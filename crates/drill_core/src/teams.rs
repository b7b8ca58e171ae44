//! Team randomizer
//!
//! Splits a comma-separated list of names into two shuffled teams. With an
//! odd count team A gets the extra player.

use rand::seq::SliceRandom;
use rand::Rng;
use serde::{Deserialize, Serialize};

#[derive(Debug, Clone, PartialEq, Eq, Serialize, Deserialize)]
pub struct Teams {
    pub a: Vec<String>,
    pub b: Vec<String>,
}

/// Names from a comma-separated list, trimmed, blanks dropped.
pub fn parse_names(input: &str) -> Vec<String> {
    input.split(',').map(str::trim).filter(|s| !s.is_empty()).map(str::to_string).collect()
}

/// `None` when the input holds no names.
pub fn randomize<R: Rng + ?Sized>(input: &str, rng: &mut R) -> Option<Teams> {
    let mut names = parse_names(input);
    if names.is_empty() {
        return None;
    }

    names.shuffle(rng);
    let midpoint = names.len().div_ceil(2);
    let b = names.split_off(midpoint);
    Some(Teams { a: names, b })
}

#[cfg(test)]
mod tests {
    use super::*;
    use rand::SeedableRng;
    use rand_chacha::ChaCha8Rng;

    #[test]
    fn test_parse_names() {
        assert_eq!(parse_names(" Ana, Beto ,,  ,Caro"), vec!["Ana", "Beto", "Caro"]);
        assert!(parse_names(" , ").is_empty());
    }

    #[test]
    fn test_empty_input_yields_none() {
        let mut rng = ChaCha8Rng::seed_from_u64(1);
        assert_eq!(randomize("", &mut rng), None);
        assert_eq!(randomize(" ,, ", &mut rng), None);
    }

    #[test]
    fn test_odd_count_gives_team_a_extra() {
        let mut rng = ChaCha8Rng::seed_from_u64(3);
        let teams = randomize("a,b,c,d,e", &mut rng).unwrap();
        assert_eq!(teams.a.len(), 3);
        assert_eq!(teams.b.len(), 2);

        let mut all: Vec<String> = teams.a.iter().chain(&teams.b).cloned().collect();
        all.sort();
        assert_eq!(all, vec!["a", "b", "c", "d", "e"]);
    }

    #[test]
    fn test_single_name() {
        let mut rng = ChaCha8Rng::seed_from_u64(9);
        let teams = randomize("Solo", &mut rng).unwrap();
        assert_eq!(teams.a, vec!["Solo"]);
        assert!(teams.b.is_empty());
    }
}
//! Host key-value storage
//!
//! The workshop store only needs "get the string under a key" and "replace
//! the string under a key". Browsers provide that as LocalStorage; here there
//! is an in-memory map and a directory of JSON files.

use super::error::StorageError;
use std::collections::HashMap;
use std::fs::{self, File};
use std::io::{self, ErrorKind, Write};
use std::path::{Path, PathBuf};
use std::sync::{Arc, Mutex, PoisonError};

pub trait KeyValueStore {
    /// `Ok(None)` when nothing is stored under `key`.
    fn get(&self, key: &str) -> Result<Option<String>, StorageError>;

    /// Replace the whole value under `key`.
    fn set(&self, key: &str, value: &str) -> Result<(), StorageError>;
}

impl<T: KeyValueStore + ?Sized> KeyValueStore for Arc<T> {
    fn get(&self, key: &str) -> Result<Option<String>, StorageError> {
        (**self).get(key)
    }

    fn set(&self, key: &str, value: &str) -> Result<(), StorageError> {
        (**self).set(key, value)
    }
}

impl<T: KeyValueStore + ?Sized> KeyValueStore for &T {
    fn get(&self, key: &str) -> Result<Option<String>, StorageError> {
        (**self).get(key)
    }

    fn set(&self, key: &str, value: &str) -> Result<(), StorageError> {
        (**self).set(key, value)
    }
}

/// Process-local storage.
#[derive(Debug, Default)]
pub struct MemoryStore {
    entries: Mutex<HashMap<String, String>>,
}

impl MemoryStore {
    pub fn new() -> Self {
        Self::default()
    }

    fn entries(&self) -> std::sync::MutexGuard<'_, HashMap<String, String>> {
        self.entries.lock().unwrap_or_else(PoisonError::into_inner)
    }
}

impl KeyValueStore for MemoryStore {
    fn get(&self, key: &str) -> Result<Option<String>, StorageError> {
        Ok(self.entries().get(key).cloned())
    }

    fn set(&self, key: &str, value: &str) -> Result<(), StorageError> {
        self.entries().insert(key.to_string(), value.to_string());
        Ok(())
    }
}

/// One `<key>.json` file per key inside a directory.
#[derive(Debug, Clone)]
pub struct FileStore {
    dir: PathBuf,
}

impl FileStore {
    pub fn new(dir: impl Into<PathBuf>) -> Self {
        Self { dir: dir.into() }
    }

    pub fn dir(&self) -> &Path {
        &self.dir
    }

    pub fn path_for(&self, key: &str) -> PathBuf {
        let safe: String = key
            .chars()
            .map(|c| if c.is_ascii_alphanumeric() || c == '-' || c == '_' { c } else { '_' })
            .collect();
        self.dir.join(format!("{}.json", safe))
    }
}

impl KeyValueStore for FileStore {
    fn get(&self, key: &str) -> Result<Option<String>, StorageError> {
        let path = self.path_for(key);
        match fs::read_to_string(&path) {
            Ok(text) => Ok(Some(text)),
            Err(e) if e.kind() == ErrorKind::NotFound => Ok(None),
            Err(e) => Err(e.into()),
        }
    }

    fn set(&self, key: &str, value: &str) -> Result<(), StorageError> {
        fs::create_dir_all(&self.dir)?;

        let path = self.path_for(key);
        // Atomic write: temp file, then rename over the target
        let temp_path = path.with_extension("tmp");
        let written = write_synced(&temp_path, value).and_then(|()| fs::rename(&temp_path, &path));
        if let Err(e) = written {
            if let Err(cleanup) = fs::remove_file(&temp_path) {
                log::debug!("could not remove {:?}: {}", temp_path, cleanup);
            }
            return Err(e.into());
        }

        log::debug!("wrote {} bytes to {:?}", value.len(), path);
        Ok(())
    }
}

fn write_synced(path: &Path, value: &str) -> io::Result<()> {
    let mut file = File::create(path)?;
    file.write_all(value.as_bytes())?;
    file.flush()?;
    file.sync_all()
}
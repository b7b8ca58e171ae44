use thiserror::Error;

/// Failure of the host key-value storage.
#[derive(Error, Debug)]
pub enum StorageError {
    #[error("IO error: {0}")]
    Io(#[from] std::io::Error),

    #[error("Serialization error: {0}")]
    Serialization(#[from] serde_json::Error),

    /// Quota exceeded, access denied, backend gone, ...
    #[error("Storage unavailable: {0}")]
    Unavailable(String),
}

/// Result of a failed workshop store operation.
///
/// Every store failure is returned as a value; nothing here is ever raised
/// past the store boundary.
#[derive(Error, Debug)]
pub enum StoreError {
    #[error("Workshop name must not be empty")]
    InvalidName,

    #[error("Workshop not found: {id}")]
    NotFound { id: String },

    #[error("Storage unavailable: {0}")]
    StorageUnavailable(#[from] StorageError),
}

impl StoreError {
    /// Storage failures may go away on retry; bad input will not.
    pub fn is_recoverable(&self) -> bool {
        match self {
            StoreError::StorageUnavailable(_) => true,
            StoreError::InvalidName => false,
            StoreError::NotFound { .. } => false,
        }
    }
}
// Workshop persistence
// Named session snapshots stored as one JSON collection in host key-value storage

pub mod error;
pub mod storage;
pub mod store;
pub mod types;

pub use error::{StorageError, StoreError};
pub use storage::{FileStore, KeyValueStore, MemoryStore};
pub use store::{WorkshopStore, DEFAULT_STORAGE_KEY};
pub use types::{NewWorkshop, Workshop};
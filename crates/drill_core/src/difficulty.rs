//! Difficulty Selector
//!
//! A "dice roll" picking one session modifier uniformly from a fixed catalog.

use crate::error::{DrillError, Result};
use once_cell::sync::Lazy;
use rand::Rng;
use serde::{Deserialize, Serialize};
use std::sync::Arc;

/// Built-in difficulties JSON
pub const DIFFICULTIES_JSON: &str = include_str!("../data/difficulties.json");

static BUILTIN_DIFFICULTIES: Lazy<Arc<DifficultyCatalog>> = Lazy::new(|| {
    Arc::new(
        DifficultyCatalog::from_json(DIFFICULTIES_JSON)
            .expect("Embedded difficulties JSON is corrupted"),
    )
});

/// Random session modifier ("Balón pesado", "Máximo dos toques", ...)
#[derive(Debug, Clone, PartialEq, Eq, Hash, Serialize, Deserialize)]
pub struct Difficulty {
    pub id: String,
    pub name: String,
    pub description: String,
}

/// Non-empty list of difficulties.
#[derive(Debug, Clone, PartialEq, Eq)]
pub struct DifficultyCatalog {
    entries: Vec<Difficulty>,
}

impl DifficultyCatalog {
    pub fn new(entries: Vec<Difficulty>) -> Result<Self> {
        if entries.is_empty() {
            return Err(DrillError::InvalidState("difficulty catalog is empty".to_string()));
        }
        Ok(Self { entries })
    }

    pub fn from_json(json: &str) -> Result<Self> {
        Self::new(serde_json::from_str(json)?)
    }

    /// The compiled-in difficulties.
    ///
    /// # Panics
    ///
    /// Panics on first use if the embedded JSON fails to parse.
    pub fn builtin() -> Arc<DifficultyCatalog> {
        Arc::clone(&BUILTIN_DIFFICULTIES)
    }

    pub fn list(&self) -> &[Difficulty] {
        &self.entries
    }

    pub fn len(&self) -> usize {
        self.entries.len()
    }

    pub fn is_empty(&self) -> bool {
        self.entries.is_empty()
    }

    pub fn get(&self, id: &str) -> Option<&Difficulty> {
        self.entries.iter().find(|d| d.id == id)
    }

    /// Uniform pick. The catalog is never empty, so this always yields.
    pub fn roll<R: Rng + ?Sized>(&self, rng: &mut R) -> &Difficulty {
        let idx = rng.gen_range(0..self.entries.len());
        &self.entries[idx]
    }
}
* * * * * * *
TASK DETAILS :: Send back exactly the lines of the listing above starting at the one with "pub fn get(&self, id: &str)" and ending at the one with "this always yields.", inclusive, and no others.

SOLUTION TO THIS TASK ::
    pub fn get(&self, id: &str) -> Option<&Difficulty> {
        self.entries.iter().find(|d| d.id == id)
    }

    /// Uniform pick. The catalog is never empty, so this always yields.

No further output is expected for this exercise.